> [WHAT TO WORK ON]
Collect every line of the records below that contains the word "notes".

> [INPUT]
//! # SectionMergeGenerator
//!
//! Rewrites only the autogenerated region of an existing file, leaving
//! user edits outside the markers untouched. This is the third built-in
//! generator kind named in `spec.md` §1's overview ("file-section
//! mergers") but never detailed in §4; its shape is grounded directly in
//! `original_source/sharedapi/files/existingfileparser/parser.go`.
//!
//! Unlike the other built-ins, this generator needs to read the file it is
//! about to rewrite, so it is constructed with its own `StateLoader`
//! handle rather than receiving one through `RunContext`.
//!
//! Stateless beyond that loader handle: `target`/`autogen_content` are
//! decoded fresh from `RunContext::run_config` on every `run`, so one
//! registered instance can merge into several distinct target files, one
//! per sync entry naming this kind.

use std::cell::RefCell;
use std::sync::Arc;

use serde::{Deserialize, Serialize};

use crate::context::RunContext;
use crate::error::{Error, Result};
use crate::filesystem::FileSystemMap;
use crate::io::StateLoader;
use crate::mutator::MutatorList;
use crate::path::Path;
use crate::registry::{priority, Generator};
use crate::section_parser::{self, ParseConfig, RECOMMENDED_SECTION_END, RECOMMENDED_SECTION_START};
use crate::state::{FileState, StateWithChangeReason};

const DEFAULT_MODE: u32 = 0o644;

#[derive(Debug, Clone, PartialEq, Eq, Serialize, Deserialize)]
pub struct SectionMergeConfig {
    pub target: String,
    pub autogen_content: String,
}

pub struct SectionMergeGenerator {
    loader: Arc<dyn StateLoader>,
    mutators: RefCell<MutatorList<SectionMergeConfig>>,
}

impl SectionMergeGenerator {
    pub const fn name() -> &'static str {
        "section_merge"
    }

    pub fn new(loader: Arc<dyn StateLoader>) -> Self {
        SectionMergeGenerator {
            loader,
            mutators: RefCell::new(MutatorList::new()),
        }
    }

    /// Decodes a sync entry's opaque config subtree into `SectionMergeConfig`.
    fn decode(run_config: &serde_yaml::Value) -> Result<SectionMergeConfig> {
        let config: SectionMergeConfig =
            serde_yaml::from_value(run_config.clone()).map_err(|e| Error::DecodeFailed {
                name: Self::name().to_string(),
                message: e.to_string(),
            })?;
        if config.target.is_empty() {
            return Err(Error::DecodeFailed {
                name: Self::name().to_string(),
                message: "target is required".to_string(),
            });
        }
        Ok(config)
    }
}

impl Generator for SectionMergeGenerator {
    fn name(&self) -> &str {
        Self::name()
    }

    fn priority(&self) -> i32 {
        priority::NORMAL
    }

    fn validate_config(&self, run_config: &serde_yaml::Value) -> Result<()> {
        Self::decode(run_config).map(|_| ())
    }

    fn run(&self, ctx: &RunContext) -> Result<FileSystemMap<StateWithChangeReason>> {
        let mut config = Self::decode(&ctx.run_config)?;
        self.mutators.borrow().apply(&mut config)?;

        let path = Path::new(&config.target)?;
        let existing = self.loader.load(&path)?;
        let contents = String::from_utf8_lossy(&existing.contents).into_owned();

        let parsed = section_parser::parse(path.as_str(), &contents, &ParseConfig::recommended())?;

        let new_autogen = format!(
            "{}\n{}\n{}",
            RECOMMENDED_SECTION_START,
            config.autogen_content.trim(),
            RECOMMENDED_SECTION_END
        );

        let joined = if parsed.has_section() {
            [parsed.pre_autogen.as_str(), new_autogen.as_str(), parsed.post_autogen.as_str()]
                .iter()
                .filter(|s| !s.is_empty())
                .cloned()
                .collect::<Vec<_>>()
                .join("\n")
        } else if parsed.post_autogen.is_empty() {
            new_autogen.clone()
        } else {
            format!("{}\n{}", parsed.post_autogen, new_autogen)
        };

        let mode = if existing.is_present() {
            existing.mode
        } else {
            DEFAULT_MODE
        };

        let mut result = FileSystemMap::new();
        result.add(
            path,
            StateWithChangeReason::new(
                FileState::present(joined.into_bytes(), mode),
                format!("{} generator", Self::name()),
            ),
        )?;
        Ok(result)
    }
}

#[cfg(test)]
mod tests {
    use super::*;
    use crate::io::PosixStateLoader;
    use tempfile::TempDir;

    fn config(yaml: &str) -> serde_yaml::Value {
        serde_yaml::from_str(yaml).unwrap()
    }

    fn ctx_with(run_config: serde_yaml::Value) -> RunContext {
        RunContext::new(
            crate::config::RootConfig {
                version: 1,
                logic: vec![],
                children: vec![],
                syncs: vec![],
            },
            std::sync::Arc::new(crate::registry::Registry::new(vec![]).unwrap()),
            ".",
        )
        .for_run_config(run_config)
    }

    #[test]
    fn test_appends_section_when_file_has_none() {
        let dir = TempDir::new().unwrap();
        std::fs::write(dir.path().join("README.md"), "# Project\n\nHand-written notes.").unwrap();
        let loader: Arc<dyn StateLoader> = Arc::new(PosixStateLoader::new(dir.path()));
        let generator = SectionMergeGenerator::new(loader);

        let map = generator
            .run(&ctx_with(config(
                "target: README.md\nautogen_content: \"generated line\"\n",
            )))
            .unwrap();
        let entry = map.get(&Path::new("README.md").unwrap()).unwrap();
        let text = String::from_utf8(entry.state.contents.clone()).unwrap();
        assert!(text.contains("Hand-written notes."));
        assert!(text.contains("generated line"));
        assert!(text.contains(RECOMMENDED_SECTION_START));
    }

    #[test]
    fn test_replaces_existing_section_preserving_surroundings() {
        let dir = TempDir::new().unwrap();
        let existing = format!(
            "keep before\n{}\nold generated\n{}\nkeep after",
            RECOMMENDED_SECTION_START, RECOMMENDED_SECTION_END
        );
        std::fs::write(dir.path().join("f.txt"), &existing).unwrap();
        let loader: Arc<dyn StateLoader> = Arc::new(PosixStateLoader::new(dir.path()));
        let generator = SectionMergeGenerator::new(loader);

        let map = generator
            .run(&ctx_with(config(
                "target: f.txt\nautogen_content: \"new generated\"\n",
            )))
            .unwrap();
        let entry = map.get(&Path::new("f.txt").unwrap()).unwrap();
        let text = String::from_utf8(entry.state.contents.clone()).unwrap();
        assert!(text.contains("keep before"));
        assert!(text.contains("keep after"));
        assert!(text.contains("new generated"));
        assert!(!text.contains("old generated"));
    }

    #[test]
    fn test_empty_target_is_rejected() {
        let loader: Arc<dyn StateLoader> = Arc::new(PosixStateLoader::new("."));
        let generator = SectionMergeGenerator::new(loader);
        let err = generator
            .run(&ctx_with(config("target: \"\"\nautogen_content: x\n")))
            .unwrap_err();
        assert!(matches!(err, Error::DecodeFailed { .. }));
    }

    #[test]
    fn test_validate_config_rejects_missing_target() {
        let loader: Arc<dyn StateLoader> = Arc::new(PosixStateLoader::new("."));
        let generator = SectionMergeGenerator::new(loader);
        let err = generator
            .validate_config(&config("target: \"\"\nautogen_content: x\n"))
            .unwrap_err();
        assert!(matches!(err, Error::DecodeFailed { .. }));
    }

    #[test]
    fn test_unterminated_existing_section_is_error() {
        let dir = TempDir::new().unwrap();
        std::fs::write(
            dir.path().join("f.txt"),
            format!("before\n{}\nno end marker here", RECOMMENDED_SECTION_START),
        )
        .unwrap();
        let loader: Arc<dyn StateLoader> = Arc::new(PosixStateLoader::new(dir.path()));
        let generator = SectionMergeGenerator::new(loader);

        let err = generator
            .run(&ctx_with(config("target: f.txt\nautogen_content: x\n")))
            .unwrap_err();
        assert!(matches!(err, Error::UnterminatedSection { .. }));
    }

    #[test]
    fn test_same_instance_merges_two_distinct_targets() {
        let dir = TempDir::new().unwrap();
        std::fs::write(dir.path().join("a.txt"), "a before").unwrap();
        std::fs::write(dir.path().join("b.txt"), "b before").unwrap();
        let loader: Arc<dyn StateLoader> = Arc::new(PosixStateLoader::new(dir.path()));
        let generator = SectionMergeGenerator::new(loader);

        let a = generator
            .run(&ctx_with(config("target: a.txt\nautogen_content: gen-a\n")))
            .unwrap();
        let b = generator
            .run(&ctx_with(config("target: b.txt\nautogen_content: gen-b\n")))
            .unwrap();

        let a_text = String::from_utf8(a.get(&Path::new("a.txt").unwrap()).unwrap().state.contents.clone()).unwrap();
        let b_text = String::from_utf8(b.get(&Path::new("b.txt").unwrap()).unwrap().state.contents.clone()).unwrap();
        assert!(a_text.contains("gen-a"));
        assert!(b_text.contains("gen-b"));
    }
}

> [RESULT]
        std::fs::write(dir.path().join("README.md"), "# Project\n\nHand-written notes.").unwrap();
        assert!(text.contains("Hand-written notes."));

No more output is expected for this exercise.